» **Task to carry out**: Copy out every line of the data where the word "lock" is found.

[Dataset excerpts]
___

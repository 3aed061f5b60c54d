//! The single error type the HTTP surface maps to status codes.
//!
//! Every other layer returns its own narrower error (`SessionError`,
//! `CommandError`); the command façade is the one place that folds them
//! into this and it's the only place that performs the HTTP mapping.

use axum::http::StatusCode;
use axum::response::{IntoResponse, Response};
use serde_json::json;

use crate::commands::CommandError;

#[derive(Debug, thiserror::Error)]
pub enum GatewayError {
    #[error("bad request: {0}")]
    BadRequest(String),
    #[error("charge point not connected")]
    NotConnected,
    #[error("charge point did not respond in time")]
    GatewayTimeout,
    #[error("charge point rejected the request: {0}")]
    ServiceUnavailable(String),
}

impl From<CommandError> for GatewayError {
    fn from(err: CommandError) -> Self {
        match err {
            CommandError::BadRequest(msg) => GatewayError::BadRequest(msg),
            CommandError::NotConnected | CommandError::SendFailed(_) => GatewayError::NotConnected,
            CommandError::Timeout => GatewayError::GatewayTimeout,
            CommandError::Disconnected => {
                GatewayError::ServiceUnavailable("station disconnected mid-call".to_string())
            }
            CommandError::CallError { code, description } => {
                GatewayError::ServiceUnavailable(format!("{code}: {description}"))
            }
            CommandError::InvalidResponse(msg) => GatewayError::ServiceUnavailable(msg),
            CommandError::UnsupportedVersion => {
                GatewayError::BadRequest("action not supported for this OCPP version".to_string())
            }
        }
    }
}

impl IntoResponse for GatewayError {
    fn into_response(self) -> Response {
        let (status, message) = match &self {
            GatewayError::BadRequest(msg) => (StatusCode::BAD_REQUEST, msg.clone()),
            GatewayError::NotConnected => (StatusCode::NOT_FOUND, self.to_string()),
            GatewayError::GatewayTimeout => (StatusCode::GATEWAY_TIMEOUT, self.to_string()),
            GatewayError::ServiceUnavailable(msg) => (StatusCode::SERVICE_UNAVAILABLE, msg.clone()),
        };
        (status, axum::Json(json!({ "error": message }))).into_response()
    }
}
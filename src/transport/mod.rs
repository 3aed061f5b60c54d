//! Transport-level abstraction over a charge point's duplex connection.

mod mock;
mod ws;

pub use mock::MockChannel;
pub use ws::WsChannelAdapter;

use async_trait::async_trait;

/// One message received off the wire.
#[derive(Debug, Clone, PartialEq, Eq)]
pub enum IncomingMessage {
    Text(String),
    /// The remote end closed the connection (as opposed to us closing it).
    Closed,
}

/// Duplex text-message channel to a single charge point.
///
/// This is the seam that lets `Session` drive either a real WebSocket or an
/// in-memory test double without knowing which. `close()` is idempotent:
/// calling it after the remote already disconnected, or calling it twice, is
/// not an error.
#[async_trait]
pub trait ChannelAdapter: Send + Sync {
    async fn recv(&self) -> Option<IncomingMessage>;
    async fn send(&self, text: String) -> Result<(), ChannelError>;
    async fn close(&self);
}

#[derive(Debug, thiserror::Error)]
pub enum ChannelError {
    #[error("channel closed")]
    Closed,
    #[error("send failed: {0}")]
    Send(String),
}
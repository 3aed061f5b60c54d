//! Time-series sink boundary and the bridge that feeds it from the bus.
//!
//! A real InfluxDB client is out of scope for this gateway; the trait is
//! the contract a metering backend implements, with an in-memory recorder
//! for tests and a logging no-op for when nothing is configured.

mod bridge;

pub use bridge::TimeSeriesBridge;

use std::collections::HashMap;
use std::sync::{Arc, Mutex};

use async_trait::async_trait;
use chrono::{DateTime, Utc};
use serde_json::Value;

#[derive(Debug, Clone)]
pub struct TimeSeriesPoint {
    pub measurement: String,
    pub tags: HashMap<String, String>,
    pub fields: HashMap<String, Value>,
    pub timestamp: DateTime<Utc>,
}

#[async_trait]
pub trait TimeSeriesSink: Send + Sync {
    async fn write_point(&self, point: TimeSeriesPoint) -> Result<(), String>;
}

pub type SharedTimeSeriesSink = Arc<dyn TimeSeriesSink>;

pub struct NullTimeSeriesSink;

#[async_trait]
impl TimeSeriesSink for NullTimeSeriesSink {
    async fn write_point(&self, point: TimeSeriesPoint) -> Result<(), String> {
        tracing::debug!(measurement = %point.measurement, "dropping time-series point, no sink configured");
        Ok(())
    }
}

#[derive(Default)]
pub struct RecordingTimeSeriesSink {
    points: Mutex<Vec<TimeSeriesPoint>>,
}

impl RecordingTimeSeriesSink {
    pub fn new() -> Self {
        Self::default()
    }

    pub fn recorded(&self) -> Vec<TimeSeriesPoint> {
        self.points.lock().unwrap().clone()
    }
}

#[async_trait]
impl TimeSeriesSink for RecordingTimeSeriesSink {
    async fn write_point(&self, point: TimeSeriesPoint) -> Result<(), String> {
        self.points.lock().unwrap().push(point);
        Ok(())
    }
}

___

» **Exercise output**:
        self.points.lock().unwrap().clone()
        self.points.lock().unwrap().push(point);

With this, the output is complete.